(Beginning of Data to examine)

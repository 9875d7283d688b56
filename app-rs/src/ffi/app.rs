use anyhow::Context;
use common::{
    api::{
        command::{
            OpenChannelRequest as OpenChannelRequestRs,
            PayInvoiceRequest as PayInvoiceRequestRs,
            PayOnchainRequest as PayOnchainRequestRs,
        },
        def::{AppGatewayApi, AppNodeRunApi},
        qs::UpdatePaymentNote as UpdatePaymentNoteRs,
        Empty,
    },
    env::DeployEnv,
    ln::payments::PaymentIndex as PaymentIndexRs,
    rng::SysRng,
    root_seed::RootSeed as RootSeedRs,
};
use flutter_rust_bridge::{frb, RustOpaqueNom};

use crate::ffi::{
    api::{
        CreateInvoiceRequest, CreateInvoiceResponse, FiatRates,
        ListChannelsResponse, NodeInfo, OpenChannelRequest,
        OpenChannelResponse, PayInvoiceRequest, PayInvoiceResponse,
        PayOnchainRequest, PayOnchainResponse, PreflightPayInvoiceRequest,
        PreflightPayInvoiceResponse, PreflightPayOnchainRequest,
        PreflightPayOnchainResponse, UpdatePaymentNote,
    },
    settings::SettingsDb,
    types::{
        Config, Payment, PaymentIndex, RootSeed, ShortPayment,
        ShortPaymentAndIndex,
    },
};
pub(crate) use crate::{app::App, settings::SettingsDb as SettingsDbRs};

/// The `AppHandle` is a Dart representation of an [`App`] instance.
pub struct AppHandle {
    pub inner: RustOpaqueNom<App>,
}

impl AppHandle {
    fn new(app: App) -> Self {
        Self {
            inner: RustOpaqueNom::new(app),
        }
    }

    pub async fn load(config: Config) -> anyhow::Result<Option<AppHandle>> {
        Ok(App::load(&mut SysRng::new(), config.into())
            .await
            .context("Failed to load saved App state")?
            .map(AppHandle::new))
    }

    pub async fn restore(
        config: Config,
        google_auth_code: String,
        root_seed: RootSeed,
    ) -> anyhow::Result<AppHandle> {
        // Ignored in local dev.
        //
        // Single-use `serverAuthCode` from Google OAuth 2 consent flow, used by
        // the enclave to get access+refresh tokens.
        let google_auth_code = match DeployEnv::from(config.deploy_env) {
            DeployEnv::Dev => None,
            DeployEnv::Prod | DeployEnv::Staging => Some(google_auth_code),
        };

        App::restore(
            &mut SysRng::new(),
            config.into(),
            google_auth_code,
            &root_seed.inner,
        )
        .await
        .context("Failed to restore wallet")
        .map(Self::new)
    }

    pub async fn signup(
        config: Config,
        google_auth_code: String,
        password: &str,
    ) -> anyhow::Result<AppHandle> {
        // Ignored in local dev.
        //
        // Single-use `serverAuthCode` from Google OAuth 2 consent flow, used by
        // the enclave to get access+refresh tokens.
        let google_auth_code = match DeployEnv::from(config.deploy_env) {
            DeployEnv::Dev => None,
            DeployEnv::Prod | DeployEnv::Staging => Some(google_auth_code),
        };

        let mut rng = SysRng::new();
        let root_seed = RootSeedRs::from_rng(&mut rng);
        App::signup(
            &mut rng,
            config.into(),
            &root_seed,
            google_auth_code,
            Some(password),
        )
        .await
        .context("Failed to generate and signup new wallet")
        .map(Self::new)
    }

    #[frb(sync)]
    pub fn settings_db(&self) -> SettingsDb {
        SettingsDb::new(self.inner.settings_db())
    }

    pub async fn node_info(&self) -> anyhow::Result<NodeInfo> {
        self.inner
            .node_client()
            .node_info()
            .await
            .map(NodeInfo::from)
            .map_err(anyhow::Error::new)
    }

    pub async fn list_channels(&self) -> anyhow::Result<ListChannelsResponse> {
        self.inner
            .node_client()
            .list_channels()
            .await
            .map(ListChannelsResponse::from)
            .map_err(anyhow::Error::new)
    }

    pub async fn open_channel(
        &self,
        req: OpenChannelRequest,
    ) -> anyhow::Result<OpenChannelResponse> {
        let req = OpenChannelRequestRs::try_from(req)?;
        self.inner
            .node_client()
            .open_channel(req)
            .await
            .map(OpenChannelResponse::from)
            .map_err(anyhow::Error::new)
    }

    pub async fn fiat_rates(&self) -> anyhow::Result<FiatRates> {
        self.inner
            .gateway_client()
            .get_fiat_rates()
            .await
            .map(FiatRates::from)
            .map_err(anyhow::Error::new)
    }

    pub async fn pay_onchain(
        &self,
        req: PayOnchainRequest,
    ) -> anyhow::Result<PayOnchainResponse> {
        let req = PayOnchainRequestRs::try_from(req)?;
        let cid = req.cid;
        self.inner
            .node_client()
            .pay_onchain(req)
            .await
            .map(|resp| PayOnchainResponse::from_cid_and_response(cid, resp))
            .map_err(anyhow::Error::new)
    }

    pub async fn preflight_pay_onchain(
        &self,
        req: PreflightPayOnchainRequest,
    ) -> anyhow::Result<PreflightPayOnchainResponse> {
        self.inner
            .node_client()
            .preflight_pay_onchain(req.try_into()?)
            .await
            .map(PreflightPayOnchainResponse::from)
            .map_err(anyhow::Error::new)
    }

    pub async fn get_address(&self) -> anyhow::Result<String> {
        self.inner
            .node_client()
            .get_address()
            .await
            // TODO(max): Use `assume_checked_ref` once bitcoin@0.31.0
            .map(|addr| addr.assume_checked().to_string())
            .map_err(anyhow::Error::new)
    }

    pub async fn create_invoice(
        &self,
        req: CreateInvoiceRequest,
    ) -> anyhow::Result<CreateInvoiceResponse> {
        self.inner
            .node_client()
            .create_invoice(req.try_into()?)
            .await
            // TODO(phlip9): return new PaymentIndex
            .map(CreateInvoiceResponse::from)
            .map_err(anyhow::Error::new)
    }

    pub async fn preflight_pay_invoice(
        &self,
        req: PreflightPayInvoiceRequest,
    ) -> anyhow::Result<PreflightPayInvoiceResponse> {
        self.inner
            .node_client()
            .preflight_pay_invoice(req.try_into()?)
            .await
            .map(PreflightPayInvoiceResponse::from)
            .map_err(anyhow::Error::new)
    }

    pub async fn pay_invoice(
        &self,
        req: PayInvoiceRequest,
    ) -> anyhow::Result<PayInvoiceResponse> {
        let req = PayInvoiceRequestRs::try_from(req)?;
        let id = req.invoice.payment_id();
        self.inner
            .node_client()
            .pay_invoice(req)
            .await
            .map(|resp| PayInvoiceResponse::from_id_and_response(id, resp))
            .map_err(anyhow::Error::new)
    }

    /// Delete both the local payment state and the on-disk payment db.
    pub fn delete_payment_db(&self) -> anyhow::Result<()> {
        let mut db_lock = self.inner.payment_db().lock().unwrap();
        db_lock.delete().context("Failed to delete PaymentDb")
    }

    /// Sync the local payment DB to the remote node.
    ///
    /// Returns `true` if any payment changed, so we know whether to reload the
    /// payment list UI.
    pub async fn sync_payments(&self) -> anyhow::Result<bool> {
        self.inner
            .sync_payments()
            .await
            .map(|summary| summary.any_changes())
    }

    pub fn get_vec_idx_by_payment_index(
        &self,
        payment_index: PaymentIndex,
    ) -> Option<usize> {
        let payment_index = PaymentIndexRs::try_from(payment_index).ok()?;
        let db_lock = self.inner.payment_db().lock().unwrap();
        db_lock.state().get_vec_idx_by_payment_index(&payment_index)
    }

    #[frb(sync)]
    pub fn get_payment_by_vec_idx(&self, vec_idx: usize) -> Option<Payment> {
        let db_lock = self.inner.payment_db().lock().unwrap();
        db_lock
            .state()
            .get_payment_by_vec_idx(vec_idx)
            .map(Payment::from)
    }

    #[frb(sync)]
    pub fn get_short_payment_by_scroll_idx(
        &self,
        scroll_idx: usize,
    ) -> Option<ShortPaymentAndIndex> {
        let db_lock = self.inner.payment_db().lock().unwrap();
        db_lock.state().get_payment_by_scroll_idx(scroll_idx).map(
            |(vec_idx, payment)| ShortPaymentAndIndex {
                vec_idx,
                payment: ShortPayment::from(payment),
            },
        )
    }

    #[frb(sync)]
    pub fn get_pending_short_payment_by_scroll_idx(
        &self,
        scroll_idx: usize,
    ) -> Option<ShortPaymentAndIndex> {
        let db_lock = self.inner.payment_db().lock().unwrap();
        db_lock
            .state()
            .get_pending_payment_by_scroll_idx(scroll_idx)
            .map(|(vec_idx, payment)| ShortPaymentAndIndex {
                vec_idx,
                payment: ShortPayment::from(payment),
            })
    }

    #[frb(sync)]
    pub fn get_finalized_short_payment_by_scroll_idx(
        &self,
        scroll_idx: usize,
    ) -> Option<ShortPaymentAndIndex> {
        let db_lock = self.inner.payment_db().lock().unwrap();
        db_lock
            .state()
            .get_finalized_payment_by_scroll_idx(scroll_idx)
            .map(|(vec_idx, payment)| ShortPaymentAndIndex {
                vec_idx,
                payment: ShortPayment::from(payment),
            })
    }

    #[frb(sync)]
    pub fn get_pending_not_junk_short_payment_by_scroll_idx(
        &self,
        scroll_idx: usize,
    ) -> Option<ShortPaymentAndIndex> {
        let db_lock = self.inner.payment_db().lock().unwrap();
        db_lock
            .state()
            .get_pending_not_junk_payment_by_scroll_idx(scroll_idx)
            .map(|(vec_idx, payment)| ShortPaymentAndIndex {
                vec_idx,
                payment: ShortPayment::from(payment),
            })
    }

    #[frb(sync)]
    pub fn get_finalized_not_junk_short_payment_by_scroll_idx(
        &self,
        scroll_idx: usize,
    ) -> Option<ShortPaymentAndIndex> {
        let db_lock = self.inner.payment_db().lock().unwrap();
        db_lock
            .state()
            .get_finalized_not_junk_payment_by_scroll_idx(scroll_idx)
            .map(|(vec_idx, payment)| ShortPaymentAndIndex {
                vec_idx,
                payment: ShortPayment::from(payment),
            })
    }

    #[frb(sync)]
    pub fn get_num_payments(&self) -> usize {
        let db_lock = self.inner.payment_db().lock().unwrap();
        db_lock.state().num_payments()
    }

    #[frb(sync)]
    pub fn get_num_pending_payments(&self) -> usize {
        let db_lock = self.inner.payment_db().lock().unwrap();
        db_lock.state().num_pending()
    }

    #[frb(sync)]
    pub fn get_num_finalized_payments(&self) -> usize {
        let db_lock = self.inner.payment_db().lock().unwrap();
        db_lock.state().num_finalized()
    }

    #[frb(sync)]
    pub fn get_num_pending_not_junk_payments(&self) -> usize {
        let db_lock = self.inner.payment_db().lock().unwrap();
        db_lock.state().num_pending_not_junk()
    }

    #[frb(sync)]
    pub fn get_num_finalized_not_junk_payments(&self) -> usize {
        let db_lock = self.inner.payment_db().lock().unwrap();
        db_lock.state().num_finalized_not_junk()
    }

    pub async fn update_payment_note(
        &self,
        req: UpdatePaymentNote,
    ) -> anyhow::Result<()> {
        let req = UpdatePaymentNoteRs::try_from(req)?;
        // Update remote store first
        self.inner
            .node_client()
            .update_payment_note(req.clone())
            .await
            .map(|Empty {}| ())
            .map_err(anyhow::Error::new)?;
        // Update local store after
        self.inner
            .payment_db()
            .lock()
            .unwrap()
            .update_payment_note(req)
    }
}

(End of Data to examine)
(Beginning of Data to examine)

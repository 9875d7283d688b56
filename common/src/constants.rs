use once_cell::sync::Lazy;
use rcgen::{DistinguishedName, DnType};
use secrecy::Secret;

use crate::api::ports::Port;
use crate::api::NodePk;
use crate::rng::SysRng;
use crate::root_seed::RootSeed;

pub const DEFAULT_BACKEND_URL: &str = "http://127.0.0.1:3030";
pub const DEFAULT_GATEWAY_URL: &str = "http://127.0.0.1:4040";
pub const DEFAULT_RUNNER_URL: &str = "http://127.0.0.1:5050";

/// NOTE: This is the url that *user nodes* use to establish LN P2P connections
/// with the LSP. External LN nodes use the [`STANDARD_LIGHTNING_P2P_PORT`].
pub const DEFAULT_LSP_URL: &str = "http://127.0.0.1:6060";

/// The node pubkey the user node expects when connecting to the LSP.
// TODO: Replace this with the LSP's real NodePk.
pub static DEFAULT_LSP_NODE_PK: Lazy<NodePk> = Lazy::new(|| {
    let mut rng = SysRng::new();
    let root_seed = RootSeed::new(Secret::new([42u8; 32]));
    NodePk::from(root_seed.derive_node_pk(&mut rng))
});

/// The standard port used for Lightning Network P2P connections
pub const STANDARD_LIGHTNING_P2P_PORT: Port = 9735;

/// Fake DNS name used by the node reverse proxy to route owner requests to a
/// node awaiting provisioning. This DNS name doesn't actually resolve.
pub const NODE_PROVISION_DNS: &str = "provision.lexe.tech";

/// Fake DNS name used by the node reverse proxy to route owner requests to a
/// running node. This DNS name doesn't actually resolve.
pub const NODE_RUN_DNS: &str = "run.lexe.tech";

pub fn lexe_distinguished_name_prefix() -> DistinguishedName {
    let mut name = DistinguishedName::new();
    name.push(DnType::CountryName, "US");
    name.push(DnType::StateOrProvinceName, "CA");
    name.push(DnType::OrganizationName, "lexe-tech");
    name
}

(End of Data to examine)
(Beginning of Data to examine)

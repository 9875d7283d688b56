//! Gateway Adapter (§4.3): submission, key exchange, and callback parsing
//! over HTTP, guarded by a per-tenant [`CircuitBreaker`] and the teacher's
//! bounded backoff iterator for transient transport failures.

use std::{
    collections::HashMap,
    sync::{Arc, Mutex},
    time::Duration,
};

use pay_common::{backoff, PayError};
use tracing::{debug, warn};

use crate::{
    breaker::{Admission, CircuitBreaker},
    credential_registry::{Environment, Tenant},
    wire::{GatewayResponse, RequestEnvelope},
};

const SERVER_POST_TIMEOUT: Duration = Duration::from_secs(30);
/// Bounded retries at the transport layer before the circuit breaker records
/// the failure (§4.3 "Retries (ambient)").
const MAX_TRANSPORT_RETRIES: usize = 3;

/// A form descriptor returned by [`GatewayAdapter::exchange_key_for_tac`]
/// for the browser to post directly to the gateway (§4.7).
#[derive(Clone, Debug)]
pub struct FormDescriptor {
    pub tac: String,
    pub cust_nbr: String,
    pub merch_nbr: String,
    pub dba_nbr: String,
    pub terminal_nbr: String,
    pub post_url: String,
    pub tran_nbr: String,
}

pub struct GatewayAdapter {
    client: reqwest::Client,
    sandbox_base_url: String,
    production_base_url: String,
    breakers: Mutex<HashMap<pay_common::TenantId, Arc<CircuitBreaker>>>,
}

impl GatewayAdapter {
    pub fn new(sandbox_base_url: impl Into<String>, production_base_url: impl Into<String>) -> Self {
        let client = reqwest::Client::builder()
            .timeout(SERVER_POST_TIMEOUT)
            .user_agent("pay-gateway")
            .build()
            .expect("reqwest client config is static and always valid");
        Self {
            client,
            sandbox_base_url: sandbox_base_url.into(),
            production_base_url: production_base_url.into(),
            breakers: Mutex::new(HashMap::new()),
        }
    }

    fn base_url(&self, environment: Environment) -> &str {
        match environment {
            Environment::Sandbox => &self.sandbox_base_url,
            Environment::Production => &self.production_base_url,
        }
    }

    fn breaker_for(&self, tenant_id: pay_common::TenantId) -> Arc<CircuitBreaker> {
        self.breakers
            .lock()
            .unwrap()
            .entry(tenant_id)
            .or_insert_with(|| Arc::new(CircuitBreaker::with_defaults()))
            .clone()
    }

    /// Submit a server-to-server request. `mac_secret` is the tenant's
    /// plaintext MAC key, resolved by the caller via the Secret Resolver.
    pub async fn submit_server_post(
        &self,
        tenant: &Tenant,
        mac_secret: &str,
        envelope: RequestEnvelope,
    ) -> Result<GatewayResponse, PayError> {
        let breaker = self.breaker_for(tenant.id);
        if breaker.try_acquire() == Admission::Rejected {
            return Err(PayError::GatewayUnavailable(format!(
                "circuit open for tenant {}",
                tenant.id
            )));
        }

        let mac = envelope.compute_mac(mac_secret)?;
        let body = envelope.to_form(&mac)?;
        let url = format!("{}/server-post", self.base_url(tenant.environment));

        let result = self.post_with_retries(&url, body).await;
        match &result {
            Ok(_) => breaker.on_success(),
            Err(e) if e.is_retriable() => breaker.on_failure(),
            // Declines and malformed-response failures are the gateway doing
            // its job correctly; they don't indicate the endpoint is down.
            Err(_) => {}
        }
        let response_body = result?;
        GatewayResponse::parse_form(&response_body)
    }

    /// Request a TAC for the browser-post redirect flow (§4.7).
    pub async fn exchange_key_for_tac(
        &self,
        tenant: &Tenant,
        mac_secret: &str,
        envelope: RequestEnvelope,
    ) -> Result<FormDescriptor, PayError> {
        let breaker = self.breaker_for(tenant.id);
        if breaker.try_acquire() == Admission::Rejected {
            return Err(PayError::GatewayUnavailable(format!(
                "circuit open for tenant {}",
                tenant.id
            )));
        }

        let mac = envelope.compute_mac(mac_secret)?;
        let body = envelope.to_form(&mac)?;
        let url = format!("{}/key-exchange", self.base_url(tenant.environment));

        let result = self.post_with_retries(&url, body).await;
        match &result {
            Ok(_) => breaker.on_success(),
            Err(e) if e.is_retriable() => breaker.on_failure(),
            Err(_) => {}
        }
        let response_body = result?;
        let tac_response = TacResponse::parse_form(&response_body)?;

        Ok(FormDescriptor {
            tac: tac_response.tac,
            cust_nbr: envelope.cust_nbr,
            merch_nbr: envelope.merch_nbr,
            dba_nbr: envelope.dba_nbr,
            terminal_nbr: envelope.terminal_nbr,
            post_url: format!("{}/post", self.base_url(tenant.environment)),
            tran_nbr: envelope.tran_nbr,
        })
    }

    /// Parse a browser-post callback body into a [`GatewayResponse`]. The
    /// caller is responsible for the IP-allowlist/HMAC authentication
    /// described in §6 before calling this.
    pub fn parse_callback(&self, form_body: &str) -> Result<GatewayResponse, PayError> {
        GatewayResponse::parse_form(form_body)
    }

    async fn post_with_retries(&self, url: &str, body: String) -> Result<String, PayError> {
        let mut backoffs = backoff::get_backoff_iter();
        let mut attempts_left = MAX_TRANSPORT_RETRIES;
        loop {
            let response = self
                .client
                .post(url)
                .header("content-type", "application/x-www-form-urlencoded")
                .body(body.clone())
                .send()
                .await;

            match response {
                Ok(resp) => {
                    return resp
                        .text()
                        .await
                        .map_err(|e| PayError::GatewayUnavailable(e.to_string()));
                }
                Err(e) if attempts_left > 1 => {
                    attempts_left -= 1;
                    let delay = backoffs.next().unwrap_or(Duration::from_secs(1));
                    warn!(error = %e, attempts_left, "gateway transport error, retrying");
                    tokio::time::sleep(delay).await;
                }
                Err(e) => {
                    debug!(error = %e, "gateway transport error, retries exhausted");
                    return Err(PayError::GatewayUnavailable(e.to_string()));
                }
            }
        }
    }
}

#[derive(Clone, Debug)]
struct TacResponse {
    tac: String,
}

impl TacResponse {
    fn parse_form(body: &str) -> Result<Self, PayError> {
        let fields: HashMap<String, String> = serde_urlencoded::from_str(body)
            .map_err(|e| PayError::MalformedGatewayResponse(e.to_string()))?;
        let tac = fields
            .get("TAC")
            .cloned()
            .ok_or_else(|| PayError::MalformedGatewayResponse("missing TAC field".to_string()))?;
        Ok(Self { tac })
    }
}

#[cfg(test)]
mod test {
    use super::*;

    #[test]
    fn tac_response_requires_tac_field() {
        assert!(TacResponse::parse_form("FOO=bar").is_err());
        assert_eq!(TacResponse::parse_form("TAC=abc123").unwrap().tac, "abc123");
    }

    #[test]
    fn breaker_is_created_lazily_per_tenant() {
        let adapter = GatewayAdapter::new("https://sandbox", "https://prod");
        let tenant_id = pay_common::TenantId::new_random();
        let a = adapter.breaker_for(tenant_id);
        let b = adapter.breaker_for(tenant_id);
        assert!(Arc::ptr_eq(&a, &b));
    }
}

(End of Data to examine)

• Task: Report every line of the data above that contains the string "AppHandle" by copying it in full.

• Response to the task:
/// The `AppHandle` is a Dart representation of an [`App`] instance.
pub struct AppHandle {
impl AppHandle {
    pub async fn load(config: Config) -> anyhow::Result<Option<AppHandle>> {
            .map(AppHandle::new))
    ) -> anyhow::Result<AppHandle> {
    ) -> anyhow::Result<AppHandle> {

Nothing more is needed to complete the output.